* Assignment:
Retype each record exactly.
------------
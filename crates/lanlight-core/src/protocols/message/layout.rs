//! Message-type discriminators and fixed payload layouts.
//!
//! All ranges are relative to the first payload byte (right after the
//! 36-byte header) and little-endian.

use std::ops::Range;

// Device messages.
pub const GET_SERVICE: u16 = 2;
pub const STATE_SERVICE: u16 = 3;
pub const GET_HOST_INFO: u16 = 12;
pub const STATE_HOST_INFO: u16 = 13;
pub const GET_HOST_FIRMWARE: u16 = 14;
pub const STATE_HOST_FIRMWARE: u16 = 15;
pub const GET_WIFI_INFO: u16 = 16;
pub const STATE_WIFI_INFO: u16 = 17;
pub const GET_WIFI_FIRMWARE: u16 = 18;
pub const STATE_WIFI_FIRMWARE: u16 = 19;
pub const GET_POWER: u16 = 20;
pub const SET_POWER: u16 = 21;
pub const STATE_POWER: u16 = 22;
pub const GET_LABEL: u16 = 23;
pub const SET_LABEL: u16 = 24;
pub const STATE_LABEL: u16 = 25;
pub const GET_VERSION: u16 = 32;
pub const STATE_VERSION: u16 = 33;
pub const GET_INFO: u16 = 34;
pub const STATE_INFO: u16 = 35;
pub const GET_LOCATION: u16 = 48;
pub const STATE_LOCATION: u16 = 50;
pub const GET_GROUP: u16 = 51;
pub const STATE_GROUP: u16 = 53;
pub const ECHO_REQUEST: u16 = 58;
pub const ECHO_RESPONSE: u16 = 59;

// Light messages.
pub const LIGHT_GET: u16 = 101;
pub const LIGHT_SET_COLOR: u16 = 102;
pub const LIGHT_STATE: u16 = 107;
pub const LIGHT_GET_POWER: u16 = 116;
pub const LIGHT_SET_POWER: u16 = 117;
pub const LIGHT_STATE_POWER: u16 = 118;

pub const ECHO_PAYLOAD_LEN: usize = 64;
pub const GROUP_ID_LEN: usize = 16;

pub mod set_power {
    use super::Range;

    pub const LEN: usize = 2;
    pub const LEVEL_RANGE: Range<usize> = 0..2;
}

pub mod set_label {
    use super::Range;

    pub const LEN: usize = 32;
    pub const LABEL_RANGE: Range<usize> = 0..32;
}

pub mod echo {
    use super::Range;

    pub const LEN: usize = super::ECHO_PAYLOAD_LEN;
    pub const PAYLOAD_RANGE: Range<usize> = 0..64;
}

pub mod light_set_color {
    use super::Range;

    pub const LEN: usize = 13;
    pub const RESERVED_OFFSET: usize = 0;
    pub const COLOR_RANGE: Range<usize> = 1..9;
    pub const DURATION_RANGE: Range<usize> = 9..13;
}

pub mod light_set_power {
    use super::Range;

    pub const LEN: usize = 6;
    pub const LEVEL_RANGE: Range<usize> = 0..2;
    pub const DURATION_RANGE: Range<usize> = 2..6;
}

pub mod state_service {
    use super::Range;

    pub const LEN: usize = 5;
    pub const SERVICE_OFFSET: usize = 0;
    pub const PORT_RANGE: Range<usize> = 1..5;
}

/// Shared by StateHostInfo and StateWifiInfo.
pub mod radio_info {
    use super::Range;

    pub const LEN: usize = 12;
    pub const SIGNAL_RANGE: Range<usize> = 0..4;
    pub const TX_RANGE: Range<usize> = 4..8;
    pub const RX_RANGE: Range<usize> = 8..12;
}

/// Shared by StateHostFirmware and StateWifiFirmware.
pub mod firmware {
    use super::Range;

    pub const LEN: usize = 12;
    pub const BUILD_RANGE: Range<usize> = 0..8;
    pub const VERSION_RANGE: Range<usize> = 8..12;
}

pub mod state_power {
    pub const LEN: usize = 2;
}

pub mod state_label {
    pub const LEN: usize = 32;
}

pub mod state_version {
    use super::Range;

    pub const LEN: usize = 12;
    pub const VENDOR_RANGE: Range<usize> = 0..4;
    pub const PRODUCT_RANGE: Range<usize> = 4..8;
    pub const VERSION_RANGE: Range<usize> = 8..12;
}

pub mod state_info {
    use super::Range;

    pub const LEN: usize = 24;
    pub const TIME_RANGE: Range<usize> = 0..8;
    pub const UPTIME_RANGE: Range<usize> = 8..16;
    pub const DOWNTIME_RANGE: Range<usize> = 16..24;
}

/// Shared by StateLocation and StateGroup.
pub mod membership {
    use super::Range;

    pub const LEN: usize = 56;
    pub const ID_RANGE: Range<usize> = 0..16;
    pub const LABEL_RANGE: Range<usize> = 16..48;
    pub const UPDATED_AT_RANGE: Range<usize> = 48..56;
}

pub mod light_state {
    use super::Range;

    pub const LEN: usize = 44;
    pub const COLOR_RANGE: Range<usize> = 0..8;
    /// Reserved by the protocol; always zero on the wire.
    pub const RESERVED_RANGE: Range<usize> = 8..10;
    pub const POWER_RANGE: Range<usize> = 10..12;
    pub const LABEL_RANGE: Range<usize> = 12..44;
}

pub mod light_state_power {
    pub const LEN: usize = 2;
}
------------
* Task answer:
filename crates/lanlight-core/src/protocols/message/layout.rs
//! Message-type discriminators and fixed payload layouts.
//!
//! All ranges are relative to the first payload byte (right after the
//! 36-byte header) and little-endian.

use std::ops::Range;

// Device messages.
pub const GET_SERVICE: u16 = 2;
pub const STATE_SERVICE: u16 = 3;
pub const GET_HOST_INFO: u16 = 12;
pub const STATE_HOST_INFO: u16 = 13;
pub const GET_HOST_FIRMWARE: u16 = 14;
pub const STATE_HOST_FIRMWARE: u16 = 15;
pub const GET_WIFI_INFO: u16 = 16;
pub const STATE_WIFI_INFO: u16 = 17;
pub const GET_WIFI_FIRMWARE: u16 = 18;
pub const STATE_WIFI_FIRMWARE: u16 = 19;
pub const GET_POWER: u16 = 20;
pub const SET_POWER: u16 = 21;
pub const STATE_POWER: u16 = 22;
pub const GET_LABEL: u16 = 23;
pub const SET_LABEL: u16 = 24;
pub const STATE_LABEL: u16 = 25;
pub const GET_VERSION: u16 = 32;
pub const STATE_VERSION: u16 = 33;
pub const GET_INFO: u16 = 34;
pub const STATE_INFO: u16 = 35;
pub const GET_LOCATION: u16 = 48;
pub const STATE_LOCATION: u16 = 50;
pub const GET_GROUP: u16 = 51;
pub const STATE_GROUP: u16 = 53;
pub const ECHO_REQUEST: u16 = 58;
pub const ECHO_RESPONSE: u16 = 59;

// Light messages.
pub const LIGHT_GET: u16 = 101;
pub const LIGHT_SET_COLOR: u16 = 102;
pub const LIGHT_STATE: u16 = 107;
pub const LIGHT_GET_POWER: u16 = 116;
pub const LIGHT_SET_POWER: u16 = 117;
pub const LIGHT_STATE_POWER: u16 = 118;

pub const ECHO_PAYLOAD_LEN: usize = 64;
pub const GROUP_ID_LEN: usize = 16;

pub mod set_power {
    use super::Range;

    pub const LEN: usize = 2;
    pub const LEVEL_RANGE: Range<usize> = 0..2;
}

pub mod set_label {
    use super::Range;

    pub const LEN: usize = 32;
    pub const LABEL_RANGE: Range<usize> = 0..32;
}

pub mod echo {
    use super::Range;

    pub const LEN: usize = super::ECHO_PAYLOAD_LEN;
    pub const PAYLOAD_RANGE: Range<usize> = 0..64;
}

pub mod light_set_color {
    use super::Range;

    pub const LEN: usize = 13;
    pub const RESERVED_OFFSET: usize = 0;
    pub const COLOR_RANGE: Range<usize> = 1..9;
    pub const DURATION_RANGE: Range<usize> = 9..13;
}

pub mod light_set_power {
    use super::Range;

    pub const LEN: usize = 6;
    pub const LEVEL_RANGE: Range<usize> = 0..2;
    pub const DURATION_RANGE: Range<usize> = 2..6;
}

pub mod state_service {
    use super::Range;

    pub const LEN: usize = 5;
    pub const SERVICE_OFFSET: usize = 0;
    pub const PORT_RANGE: Range<usize> = 1..5;
}

/// Shared by StateHostInfo and StateWifiInfo.
pub mod radio_info {
    use super::Range;

    pub const LEN: usize = 12;
    pub const SIGNAL_RANGE: Range<usize> = 0..4;
    pub const TX_RANGE: Range<usize> = 4..8;
    pub const RX_RANGE: Range<usize> = 8..12;
}

/// Shared by StateHostFirmware and StateWifiFirmware.
pub mod firmware {
    use super::Range;

    pub const LEN: usize = 12;
    pub const BUILD_RANGE: Range<usize> = 0..8;
    pub const VERSION_RANGE: Range<usize> = 8..12;
}

pub mod state_power {
    pub const LEN: usize = 2;
}

pub mod state_label {
    pub const LEN: usize = 32;
}

pub mod state_version {
    use super::Range;

    pub const LEN: usize = 12;
    pub const VENDOR_RANGE: Range<usize> = 0..4;
    pub const PRODUCT_RANGE: Range<usize> = 4..8;
    pub const VERSION_RANGE: Range<usize> = 8..12;
}

pub mod state_info {
    use super::Range;

    pub const LEN: usize = 24;
    pub const TIME_RANGE: Range<usize> = 0..8;
    pub const UPTIME_RANGE: Range<usize> = 8..16;
    pub const DOWNTIME_RANGE: Range<usize> = 16..24;
}

/// Shared by StateLocation and StateGroup.
pub mod membership {
    use super::Range;

    pub const LEN: usize = 56;
    pub const ID_RANGE: Range<usize> = 0..16;
    pub const LABEL_RANGE: Range<usize> = 16..48;
    pub const UPDATED_AT_RANGE: Range<usize> = 48..56;
}

pub mod light_state {
    use super::Range;

    pub const LEN: usize = 44;
    pub const COLOR_RANGE: Range<usize> = 0..8;
    /// Reserved by the protocol; always zero on the wire.
    pub const RESERVED_RANGE: Range<usize> = 8..10;
    pub const POWER_RANGE: Range<usize> = 10..12;
    pub const LABEL_RANGE: Range<usize> = 12..44;
}

pub mod light_state_power {
    pub const LEN: usize = 2;
}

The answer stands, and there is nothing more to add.